The system being developed collaboratively by BMC and the School of Optometry at Indiana University will include a MEMS deformable mirror and an Adaptive Optics Scanning Laser Ophthalmoscope (AOSLO) instrument. This new instrument will be capable of providing sufficient wavefront corrections of the eye to image 95% of the population.
Vision loss among the elderly is a major health care problem. Older eyes are more susceptible to common age-related diseases, such as macular degeneration and glaucoma. In addition, health problems make the elderly even more at risk for eye disease, such as the case of diabetics who develop diabetic retinopathy.
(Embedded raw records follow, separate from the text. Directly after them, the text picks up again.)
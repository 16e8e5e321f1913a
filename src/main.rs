//! Rubric - derive grading rubrics from annotated assignment sources
//!
//! Scans an assignment's main file (Markdown, code or LaTeX) for inline
//! `rubric: {...}` annotations and turns them into a weighted rubric.

mod cli;
mod commands;

use std::env;
use std::process::ExitCode;
use std::time::Instant;

use clap::Parser;

use cli::{Cli, OutputFormat};
use rubric_core::error::{ExitCode as RubricExitCode, RubricError};
use rubric_core::logging;

fn main() -> ExitCode {
    let start = Instant::now();

    let argv_format_json = argv_requests_json();

    let cli = match Cli::try_parse() {
        Ok(cli) => cli,
        Err(err) => {
            // clap may fail before `Cli.format` exists; honor a JSON request anyway
            if argv_format_json {
                let rubric_error = match err.kind() {
                    clap::error::ErrorKind::DisplayHelp
                    | clap::error::ErrorKind::DisplayVersion => err.exit(),
                    clap::error::ErrorKind::ValueValidation
                    | clap::error::ErrorKind::InvalidValue
                    | clap::error::ErrorKind::InvalidSubcommand
                    | clap::error::ErrorKind::UnknownArgument
                    | clap::error::ErrorKind::ArgumentConflict
                    | clap::error::ErrorKind::MissingRequiredArgument => {
                        RubricError::UsageError(err.to_string())
                    }
                    _ => RubricError::Other(err.to_string()),
                };

                eprintln!("{}", rubric_error.to_json());
                return ExitCode::from(rubric_error.exit_code() as u8);
            }

            err.exit();
        }
    };

    let log_level = cli
        .log_level
        .as_deref()
        .or_else(|| cli.quiet.then_some("error"));
    if let Err(e) = logging::init_tracing(cli.verbose, log_level, cli.log_json) {
        eprintln!("Warning: Failed to initialize logging: {}", e);
    }

    tracing::debug!(elapsed = ?start.elapsed(), "parse_args");

    let result = commands::dispatch::run(&cli, start);

    match result {
        Ok(()) => ExitCode::from(RubricExitCode::Success as u8),
        Err(e) => {
            let exit_code = e.exit_code();

            if cli.format == OutputFormat::Json {
                eprintln!("{}", e.to_json());
            } else if !cli.quiet {
                eprintln!("error: {}", e);
            }

            ExitCode::from(exit_code as u8)
        }
    }
}

fn argv_requests_json() -> bool {
    let mut args = env::args().skip(1);
    while let Some(arg) = args.next() {
        if arg == "--format" {
            if args.next().is_some_and(|v| v == "json") {
                return true;
            }
        } else if arg == "--format=json" {
            return true;
        }
    }
    false
}
//! Score rendering: integral values print without a fractional part

use serde::Serializer;

/// Largest magnitude that round-trips exactly through an i64
const EXACT_INT_LIMIT: f64 = 9_007_199_254_740_992.0;

fn as_integer(value: f64) -> Option<i64> {
    if value.is_finite() && value.fract() == 0.0 && value.abs() <= EXACT_INT_LIMIT {
        Some(value as i64)
    } else {
        None
    }
}

pub(crate) fn serialize<S: Serializer>(value: &f64, serializer: S) -> Result<S::Ok, S::Error> {
    match as_integer(*value) {
        Some(int) => serializer.serialize_i64(int),
        None => serializer.serialize_f64(*value),
    }
}

/// Format a score for text output ("10", "2.5")
pub fn format_score(value: f64) -> String {
    match as_integer(value) {
        Some(int) => int.to_string(),
        None => value.to_string(),
    }
}
use std::collections::BTreeSet;

use crate::rubric::{AssignmentRubric, Modifier, QuestionRubric, SubQuestionRubric};

/// A criterion that survived parsing and coercion
#[derive(Debug, Clone, PartialEq)]
pub struct ResolvedCriterion {
    pub key: String,
    pub out_of: f64,
    pub modifiers: BTreeSet<Modifier>,
}

/// One annotation's resolved header and criteria, in key order
#[derive(Debug, Clone, PartialEq)]
pub struct ResolvedQuestion {
    pub header: String,
    pub criteria: Vec<ResolvedCriterion>,
}

/// Fold resolved questions into a rubric, in annotation order.
///
/// Questions with no surviving criteria contribute nothing.
pub fn assemble(questions: impl IntoIterator<Item = ResolvedQuestion>) -> AssignmentRubric {
    let questions = questions
        .into_iter()
        .filter(|q| !q.criteria.is_empty())
        .map(|q| {
            let sub_questions = q
                .criteria
                .into_iter()
                .map(|c| SubQuestionRubric::new(c.key, c.out_of, c.modifiers))
                .collect();
            QuestionRubric::new(q.header, sub_questions)
        })
        .collect();

    AssignmentRubric::new(questions)
}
Tissue-induced wavefront aberration cause image distortions which make it difficult to obtain a clear view of the human retina. Because of the large aberrations in aging eyes, the difficulty is compounded, making the diagnosis and treatment of eye disease in the elderly quite complex.
"As the first instrument to provide the combination of high resolution and high amplitude wavefront correction using a single deformable mirror, this new system will have tremendous implications for our elderly population, whose aging eyes have more aberrations and suffer from debilitating eye diseases," said Paul Bierden president of Boston Micromachines.
"We are pleased to have been selected by NEI for this distinguished grant and to continue our work with the extremely talented researchers at the School of Optometry at Indiana University."